Similar to liposomes, polymersomes form a core-shell structure allowing us to encapsulate both hydrophilic and hydrophobic molecules. These synthetic polymer vesicles are composed of block copolymer amphiphiles that in the presence of water self-assemble in an organized structures, attracting special interest due to their tunable properties for drug delivery. However, since polymersome sizes often range from 100 nm up to the micron diameter size it is difficult to simulate, even at the coarse grain level, a big polymersome. In this direction, the simulation of polymeric bilayers and small polymersomes at a CG level would make possible to study key mechanical and structural properties to better develop these kinds of drug delivery systems, as recently explored by us [12]. Moreover, these simulations are useful to shed light into the effects of the incorporation of model drugs (such as neutral and protonated prilocaine), as we explore in a work-in-progress study.

Other popular drug delivery systems composed of copolymers are micelles. Several examples are found in literature [61, 62, 63, 64, 65, 66]. In this regard, the encapsulation of the hydrophilic antimigraine drug sumatriptan in a polymer micelle was studied by us in a recent work [13]. A micelle composed of the pluronic F127 tri-block copolymer was simulated under different initial conditions. The main results showed that the drug essentially partitioned in the hydrophilic drug with little effect in the overall micellar structure, and size also correlated with experimental studies.

3.3. Drug release: free energy calculations

The times required to observe the mechanism of drug release are out of reach using MD simulations. Nevertheless, important information could be obtained by calculating, for instance, the free energy through a given path for the drug leaving the nanostructure. The idea of enhancement of the sampling of configurational space is not new in molecular simulations, and several methods such as umbrella sampling [67, 68], adaptive biasing force (ABF) method [69], the Wang-Landau algorithm [70], steer molecular dynamics [71], and metadynamics have been proposed [53]. In order to investigate the release of the drug using these methods, a reaction path should be chosen. For bilayers, the natural path is the z direction (normal to the bilayer) and for spherical nanoparticles the radius of it, as exemplified in Figure 4A and B, respectively.
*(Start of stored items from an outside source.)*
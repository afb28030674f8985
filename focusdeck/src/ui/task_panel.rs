//! Task panel rendering.

use ratatui::{
    Frame,
    layout::Rect,
    text::{Line, Span},
    widgets::{Block, Borders, List, ListItem},
};

use crate::app::{App, PanelFocus};
use crate::storage::KvStore;

use super::theme::Palette;

/// Render the task list in display order: incomplete tasks first, then
/// completed tasks sunk to the bottom.
pub fn render<S: KvStore>(frame: &mut Frame, area: Rect, app: &App<S>, palette: &Palette) {
    let focused = app.focus == PanelFocus::Tasks;
    let selected_id = app.engine.selected_task();
    let display = app.tasks.display_order();
    let open_count = display.iter().filter(|t| !t.completed).count();

    let items: Vec<ListItem> = display
        .iter()
        .enumerate()
        .map(|(index, task)| {
            let checkbox = if task.completed { "[\u{2713}]" } else { "[ ]" };
            let marker = if selected_id == Some(task.id) {
                "\u{25cf} "
            } else {
                "  "
            };

            let style = if focused && index == app.task_cursor {
                palette.selected()
            } else if task.completed {
                palette.dimmed()
            } else {
                palette.normal()
            };

            let line = Line::from(vec![
                Span::styled(marker, style),
                Span::styled(checkbox, style),
                Span::raw(" "),
                Span::styled(task.text.as_str(), style),
            ]);

            ListItem::new(line)
        })
        .collect();

    let block = Block::default()
        .title(Span::styled(
            format!("Tasks ({open_count} open)"),
            palette.panel_title(palette.tasks_title),
        ))
        .borders(Borders::ALL)
        .border_style(palette.border(focused));

    let list = if items.is_empty() {
        List::new([ListItem::new(Line::from(Span::styled(
            "no tasks yet — type one below",
            palette.dimmed(),
        )))])
    } else {
        List::new(items)
    };

    frame.render_widget(list.block(block), area);
}
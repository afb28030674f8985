//! Task input box rendering.

use ratatui::{
    Frame,
    layout::Rect,
    text::{Line, Span},
    widgets::{Block, Borders, Paragraph},
};

use crate::app::{App, PanelFocus};
use crate::storage::KvStore;

use super::theme::Palette;

/// Render the new-task input box with a visible cursor when focused.
pub fn render<S: KvStore>(frame: &mut Frame, area: Rect, app: &App<S>, palette: &Palette) {
    let focused = app.focus == PanelFocus::Input;

    let line = if focused {
        // Split at the cursor so the character under it can be inverted.
        let before: String = app.input.chars().take(app.cursor_position).collect();
        let at: String = app
            .input
            .chars()
            .nth(app.cursor_position)
            .map_or_else(|| " ".to_string(), |c| c.to_string());
        let after: String = app.input.chars().skip(app.cursor_position + 1).collect();
        Line::from(vec![
            Span::styled(before, palette.normal()),
            Span::styled(at, palette.selected()),
            Span::styled(after, palette.normal()),
        ])
    } else if app.input.is_empty() {
        Line::from(Span::styled("Add a new task", palette.dimmed()))
    } else {
        Line::from(Span::styled(app.input.as_str(), palette.normal()))
    };

    let block = Block::default()
        .title(Span::styled("New task", palette.panel_title(palette.tasks_title)))
        .borders(Borders::ALL)
        .border_style(palette.border(focused));

    frame.render_widget(Paragraph::new(line).block(block), area);
}
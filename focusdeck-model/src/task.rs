//! Persisted task records for Focusdeck.
//!
//! Defines the task identifier and record types plus the JSON encode/decode
//! functions for the persisted payload: an ordered list of
//! `{id, text, completed}` records stored under a single key-value entry.
//! The payload carries no schema version; the loader is expected to treat
//! malformed content as an empty collection.

use serde::{Deserialize, Serialize};

/// Unique identifier for a task.
///
/// Ids are assigned monotonically by the owning store (`max(existing) + 1`)
/// and are never reused after deletion.
#[derive(Debug, Clone, Copy, PartialEq, Eq, PartialOrd, Ord, Hash, Serialize, Deserialize)]
pub struct TaskId(u64);

impl TaskId {
    /// Creates a `TaskId` from a raw integer value.
    #[must_use]
    pub const fn new(raw: u64) -> Self {
        Self(raw)
    }

    /// Returns the raw integer value.
    #[must_use]
    pub const fn get(self) -> u64 {
        self.0
    }
}

impl std::fmt::Display for TaskId {
    fn fmt(&self, f: &mut std::fmt::Formatter<'_>) -> std::fmt::Result {
        write!(f, "{}", self.0)
    }
}

/// A single task in the persisted sequence.
///
/// `completed` transitions one way only (false to true); the position of the
/// record in the owning sequence IS its rank, so there is no separate
/// priority field.
#[derive(Debug, Clone, PartialEq, Eq, Serialize, Deserialize)]
pub struct TaskRecord {
    /// Unique, monotonically assigned identifier.
    pub id: TaskId,
    /// User-supplied task text (non-empty at creation).
    pub text: String,
    /// Whether the task has been completed.
    pub completed: bool,
}

impl TaskRecord {
    /// Creates a new incomplete task record.
    #[must_use]
    pub const fn new(id: TaskId, text: String) -> Self {
        Self {
            id,
            text,
            completed: false,
        }
    }
}

/// Error type for task payload encode/decode operations.
#[derive(Debug, thiserror::Error)]
pub enum CodecError {
    /// Serialization or deserialization failed.
    #[error("serialization error: {0}")]
    Serialization(String),
}

/// Encodes a task sequence into its persisted JSON payload.
///
/// # Errors
///
/// Returns `CodecError::Serialization` if the records cannot be serialized.
pub fn encode_tasks(tasks: &[TaskRecord]) -> Result<String, CodecError> {
    serde_json::to_string(tasks).map_err(|e| CodecError::Serialization(e.to_string()))
}

/// Decodes a task sequence from its persisted JSON payload.
///
/// Decoding does not deduplicate: repairing duplicate ids in a corrupted
/// payload is the loading store's job, so the first-occurrence-wins rule
/// lives next to the uniqueness invariant it protects.
///
/// # Errors
///
/// Returns `CodecError::Serialization` if the payload cannot be parsed.
pub fn decode_tasks(raw: &str) -> Result<Vec<TaskRecord>, CodecError> {
    serde_json::from_str(raw).map_err(|e| CodecError::Serialization(e.to_string()))
}
//! Focusdeck quote service library.
//!
//! Exposes the quote HTTP service for use in tests and embedding. The
//! service fronts an OpenAI-compatible text-completion upstream and serves
//! `POST /api/quote` with a `{"quote"}` / `{"error"}` JSON envelope.

pub mod config;
pub mod service;
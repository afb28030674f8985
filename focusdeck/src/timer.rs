//! Drift-corrected countdown engine.
//!
//! The engine never counts ticks. While running it holds an absolute
//! `target_end_ms` wall-clock timestamp, and every `tick`/`resync`
//! recomputes the remaining time from that target. Arbitrary delays between
//! ticks (throttled callbacks, laptop suspend, SIGSTOP) therefore
//! self-correct: the next recomputation lands on the right value no matter
//! how many ticks were missed.
//!
//! The engine owns no side effects. Expiry is reported as a one-shot
//! [`TimerCompletion`] return value; the caller decides what marking a task
//! complete or ringing a bell looks like.

use focusdeck_model::task::TaskId;

/// Default session length: 25 minutes.
pub const DEFAULT_DURATION_SECS: u32 = 1500;

/// Observable phase of the countdown.
///
/// Expiry is transient: the instant remaining time reaches zero while
/// running, the engine is already back in `Idle`.
#[derive(Debug, Clone, Copy, PartialEq, Eq)]
pub enum TimerPhase {
    /// Not counting down. Remaining time may be nonzero.
    Idle,
    /// Counting down toward the target timestamp.
    Running,
}

/// One-shot completion signal, produced at most once per expiry.
#[derive(Debug, Clone, PartialEq, Eq)]
pub struct TimerCompletion {
    /// The task that was selected at the moment the session started, if any.
    pub completed_task_id: Option<TaskId>,
}

/// Countdown state machine with wall-clock drift correction.
///
/// All time-dependent methods take an explicit `now_ms` (milliseconds since
/// epoch) supplied by the caller, so the host loop owns the clock and tests
/// can replay any tick schedule.
#[derive(Debug)]
pub struct TimerEngine {
    /// Configured session length in seconds.
    duration_secs: u32,
    /// Last computed remaining time, in `[0, duration_secs]`.
    remaining_secs: u32,
    /// Absolute end timestamp; present iff the engine is running.
    target_end_ms: Option<u64>,
    /// Foreign key into the task store; purely a reference.
    selected_task: Option<TaskId>,
    /// Selection snapshot taken at `start()`, carried by the completion
    /// signal. Selection changes mid-session do not retroactively change
    /// which task a session completes.
    armed_task: Option<TaskId>,
}

impl TimerEngine {
    /// Creates an idle engine with the default 25-minute duration.
    #[must_use]
    pub const fn new() -> Self {
        Self::with_duration_secs(DEFAULT_DURATION_SECS)
    }

    /// Creates an idle engine with the given duration in seconds.
    #[must_use]
    pub const fn with_duration_secs(duration_secs: u32) -> Self {
        Self {
            duration_secs,
            remaining_secs: duration_secs,
            target_end_ms: None,
            selected_task: None,
            armed_task: None,
        }
    }

    /// Current phase.
    #[must_use]
    pub const fn phase(&self) -> TimerPhase {
        if self.target_end_ms.is_some() {
            TimerPhase::Running
        } else {
            TimerPhase::Idle
        }
    }

    /// Whether the engine is counting down.
    #[must_use]
    pub const fn is_running(&self) -> bool {
        self.target_end_ms.is_some()
    }

    /// Last computed remaining time in seconds.
    #[must_use]
    pub const fn remaining_secs(&self) -> u32 {
        self.remaining_secs
    }

    /// Configured session length in seconds.
    #[must_use]
    pub const fn duration_secs(&self) -> u32 {
        self.duration_secs
    }

    /// The currently selected task reference, if any.
    #[must_use]
    pub const fn selected_task(&self) -> Option<TaskId> {
        self.selected_task
    }

    /// Points the engine at a task (or clears the selection with `None`).
    ///
    /// Selection is a foreign key only; it does not affect a session that
    /// is already running.
    pub const fn select_task(&mut self, task: Option<TaskId>) {
        self.selected_task = task;
    }

    /// Starts the countdown. Legal from `Idle` with nonzero remaining time.
    ///
    /// Sets the absolute target to `now + remaining` and snapshots the
    /// current task selection for the eventual completion signal. Returns
    /// `false` (no-op) if already running or nothing remains.
    pub fn start(&mut self, now_ms: u64) -> bool {
        if self.is_running() || self.remaining_secs == 0 {
            return false;
        }
        self.target_end_ms = Some(now_ms + u64::from(self.remaining_secs) * 1000);
        self.armed_task = self.selected_task;
        tracing::debug!(
            remaining_secs = self.remaining_secs,
            task = ?self.armed_task,
            "timer started"
        );
        true
    }

    /// Pauses the countdown. Legal from `Running`; otherwise a no-op.
    ///
    /// Clears the target; `remaining_secs` retains its last computed value.
    pub fn pause(&mut self) {
        if self.target_end_ms.take().is_some() {
            self.armed_task = None;
            tracing::debug!(remaining_secs = self.remaining_secs, "timer paused");
        }
    }

    /// Resets to a full idle session. Legal from any state.
    pub const fn reset(&mut self) {
        self.remaining_secs = self.duration_secs;
        self.target_end_ms = None;
        self.armed_task = None;
    }

    /// Sets a new duration in minutes, clamped to at least one minute.
    ///
    /// Implicitly pauses: the engine is idle afterwards with a full
    /// `remaining_secs`. Does not auto-start.
    pub const fn set_duration_mins(&mut self, minutes: u32) {
        let minutes = if minutes == 0 { 1 } else { minutes };
        self.duration_secs = minutes * 60;
        self.remaining_secs = self.duration_secs;
        self.target_end_ms = None;
        self.armed_task = None;
    }

    /// Periodic tick. A no-op unless running.
    ///
    /// Recomputes `remaining = max(0, ceil((target - now) / 1000))` from the
    /// absolute target rather than decrementing, so any delay between ticks
    /// self-corrects. Returns the one-shot completion signal when the
    /// recomputation hits zero.
    pub fn tick(&mut self, now_ms: u64) -> Option<TimerCompletion> {
        let target_end_ms = self.target_end_ms?;

        self.remaining_secs = remaining_at(target_end_ms, now_ms, self.duration_secs);
        if self.remaining_secs > 0 {
            return None;
        }

        // Expired: back to idle before the signal leaves, so a late tick
        // can never observe a running-but-finished engine and re-fire.
        self.target_end_ms = None;
        let completed_task_id = self.armed_task.take();
        tracing::info!(task = ?completed_task_id, "timer expired");
        Some(TimerCompletion { completed_task_id })
    }

    /// Resynchronizes after the host reports that callback delivery may
    /// have been suspended (terminal unfrozen, machine resumed).
    ///
    /// Same absolute recomputation as [`tick`](Self::tick); kept separate so
    /// call sites read as what they are and the gap gets logged.
    pub fn resync(&mut self, now_ms: u64) -> Option<TimerCompletion> {
        if self.is_running() {
            tracing::debug!(now_ms, "resyncing timer after suspended ticks");
        }
        self.tick(now_ms)
    }
}

impl Default for TimerEngine {
    fn default() -> Self {
        Self::new()
    }
}

/// Current wall-clock time in milliseconds since the Unix epoch.
///
/// The engine itself never reads the clock; the host loop calls this and
/// passes the value in, so tests can drive any schedule they like.
#[must_use]
pub fn now_ms() -> u64 {
    u64::try_from(
        std::time::SystemTime::now()
            .duration_since(std::time::UNIX_EPOCH)
            .unwrap_or_default()
            .as_millis(),
    )
    .unwrap_or(u64::MAX)
}

/// Remaining whole seconds until `target_end_ms`, clamped to
/// `[0, duration_secs]`.
///
/// The upper clamp covers wall clocks that jump backwards; the countdown
/// never reads longer than the configured session.
fn remaining_at(target_end_ms: u64, now_ms: u64, duration_secs: u32) -> u32 {
    if now_ms >= target_end_ms {
        return 0;
    }
    let secs = (target_end_ms - now_ms).div_ceil(1000);
    u32::try_from(secs).unwrap_or(u32::MAX).min(duration_secs)
}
For the case of local anesthetics, very recently, Saaedi et al. estimated the free energy profile of lidocaine and articaine in a DMPC lipid bilayer using well-tempered metadynamics simulations (Slipid force field) [53]. They estimated that the free energy between the well and the water phase was −32.9kj/mol and −25.4 kj/mol for neutral lidocaine and articaine, respectively. On the other hand, this value reduces ~20% for the protonated species. Similar results were obtained by Prates et al. (unpublished results) using ABF, who reported a free energy difference ~24kj/mol in a POPC membrane using the NP_zAT ensemble. This means that pH is a determinant factor for the encapsulation/release of these drugs.

These calculations could be also carried out using a CG approach. Nevertheless, qualitative information could come across of these kinds of calculations. For example, Loverde et al. used Steered molecular dynamics to estimate the free energy profile of Taxol (an anticancer drug) when pulled out from a micelle core [72].